Quando a notícia da gravidez de Bate-Seba chegou até Davi, ele arquitetou um plano para “resolver” o imbróglio. Convocou o oficial, que estava no campo de batalha. Logo que Urias chegou, Davi ordenou que servissem vinho ao homem. Na cabeça do rei, Urias voltaria para casa, bêbado, e dormiria com a mulher. A infidelidade seria encoberta, pois o militar pensaria que a gravidez teria sido concebida em sua noite de folga.

Porém, Urias não voltou para casa. Na manhã seguinte, Davi ficou sabendo que o homem havia dormido no portão do palácio. Ao ser inquirido, Urias alegou que não tinha direito de dormir no conforto de sua casa, enquanto seus companheiros enfrentavam as dificuldades do acampamento de guerra, dormindo ao relento. 

Assim, Davi toma uma decisão drástica e que, para mim, é o ápice da perversidade. Escreveu uma carta endereçada a Joabe, comandante do exército.
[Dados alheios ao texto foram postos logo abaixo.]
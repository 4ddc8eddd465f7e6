use crate::consts::{DEFAULT_BAUD_RATE, DEFAULT_LISTEN_ADDR, DEFAULT_RING_GAP};
use crate::error::AppError;
use crate::monitor::MonitorSettings;
use crate::types::LineIdentity;

use serde::Deserialize;
use std::collections::HashSet;
use std::env;
use std::net::SocketAddr;
use std::str::FromStr;
use std::time::Duration;
use tracing_subscriber::filter::LevelFilter;

pub const LINES_VAR: &str = "CALLERID_LINES";
pub const BAUD_RATE_VAR: &str = "CALLERID_BAUD_RATE";
pub const RING_GAP_VAR: &str = "CALLERID_RING_GAP_SECS";
pub const LISTEN_ADDR_VAR: &str = "CALLERID_LISTEN_ADDR";
pub const WEBHOOK_URL_VAR: &str = "CALLERID_WEBHOOK_URL";
pub const LOG_LEVEL_VAR: &str = "CALLERID_LOG_LEVEL";

/// One monitored line, as given in `CALLERID_LINES`.
#[derive(Debug, Clone, PartialEq, Eq, Deserialize)]
pub struct LineConfig {
    pub port: String,
    pub line: String,
    #[serde(default)]
    pub description: String,
}

impl LineConfig {
    pub fn identity(&self) -> LineIdentity {
        LineIdentity {
            line: self.line.clone(),
            description: self.description.clone(),
        }
    }
}

#[derive(Debug, Clone)]
pub struct Config {
    pub lines: Vec<LineConfig>,
    pub baud_rate: u32,
    pub ring_gap: Duration,
    pub listen_addr: SocketAddr,
    pub webhook_url: Option<String>,
    pub log_level: LevelFilter,
}

impl Config {
    pub fn from_env() -> Result<Self, AppError> {
        Self::from_lookup(|key| env::var(key).ok())
    }

    /// Build the configuration from any key lookup, e.g. a map in tests.
    pub fn from_lookup(lookup: impl Fn(&str) -> Option<String>) -> Result<Self, AppError> {
        let lines = match lookup(LINES_VAR) {
            Some(json) => parse_lines(&json)?,
            None => return Err(AppError::Config(format!("{LINES_VAR} not set"))),
        };

        let baud_rate = parse_or(&lookup, BAUD_RATE_VAR, DEFAULT_BAUD_RATE)?;
        let ring_gap = match lookup(RING_GAP_VAR) {
            Some(raw) => parse_ring_gap(&raw)?,
            None => DEFAULT_RING_GAP,
        };
        let listen_addr = match lookup(LISTEN_ADDR_VAR) {
            Some(raw) => parse_value(LISTEN_ADDR_VAR, &raw)?,
            None => parse_value(LISTEN_ADDR_VAR, DEFAULT_LISTEN_ADDR)?,
        };
        let webhook_url = lookup(WEBHOOK_URL_VAR).filter(|url| !url.trim().is_empty());
        let log_level = parse_or(&lookup, LOG_LEVEL_VAR, LevelFilter::DEBUG)?;

        Ok(Self {
            lines,
            baud_rate,
            ring_gap,
            listen_addr,
            webhook_url,
            log_level,
        })
    }

    pub fn monitor_settings(&self) -> MonitorSettings {
        MonitorSettings {
            ring_gap: self.ring_gap,
        }
    }
}

fn parse_lines(json: &str) -> Result<Vec<LineConfig>, AppError> {
    let lines: Vec<LineConfig> = serde_json::from_str(json)
        .map_err(|e| AppError::Config(format!("{LINES_VAR} is not a valid line list: {e}")))?;
    if lines.is_empty() {
        return Err(AppError::Config(format!("{LINES_VAR} lists no lines")));
    }
    let mut seen = HashSet::new();
    for line in &lines {
        if line.port.trim().is_empty() || line.line.trim().is_empty() {
            return Err(AppError::Config(format!(
                "{LINES_VAR} entries need a port and a line"
            )));
        }
        if !seen.insert(line.line.as_str()) {
            return Err(AppError::Config(format!(
                "line {} configured more than once",
                line.line
            )));
        }
    }
    Ok(lines)
}

fn parse_ring_gap(raw: &str) -> Result<Duration, AppError> {
    let secs: u64 = parse_value(RING_GAP_VAR, raw)?;
    if secs == 0 {
        return Err(AppError::Config(format!("{RING_GAP_VAR} must be positive")));
    }
    Ok(Duration::from_secs(secs))
}

fn parse_or<T: FromStr>(
    lookup: &impl Fn(&str) -> Option<String>,
    key: &str,
    default: T,
) -> Result<T, AppError>
where
    T::Err: std::fmt::Display,
{
    match lookup(key) {
        Some(raw) => parse_value(key, &raw),
        None => Ok(default),
    }
}

fn parse_value<T: FromStr>(key: &str, raw: &str) -> Result<T, AppError>
where
    T::Err: std::fmt::Display,
{
    raw.trim()
        .parse()
        .map_err(|e| AppError::Config(format!("{key}={raw:?}: {e}")))
}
Na carta, Davi dava ordens específicas para que Urias fosse abandonado durante a batalha, de modo que morresse de qualquer jeito. E agora vem o ponto mais perverso e maligno de tudo: o portador da carta foi o próprio Urias! Sim, ele levou sua própria sentença de morte, sem saber de nada!

Os mais religiosos vão alegar que o pecado de Davi (para mim isso foi é crime hediondo com motivo torpe) não ficou impune, que Deus o puniu. Como? MATANDO A CRIANÇA gerada no adultério. E não foi uma morte súbita. O bebê AGONIZOU. Como Deus é bom!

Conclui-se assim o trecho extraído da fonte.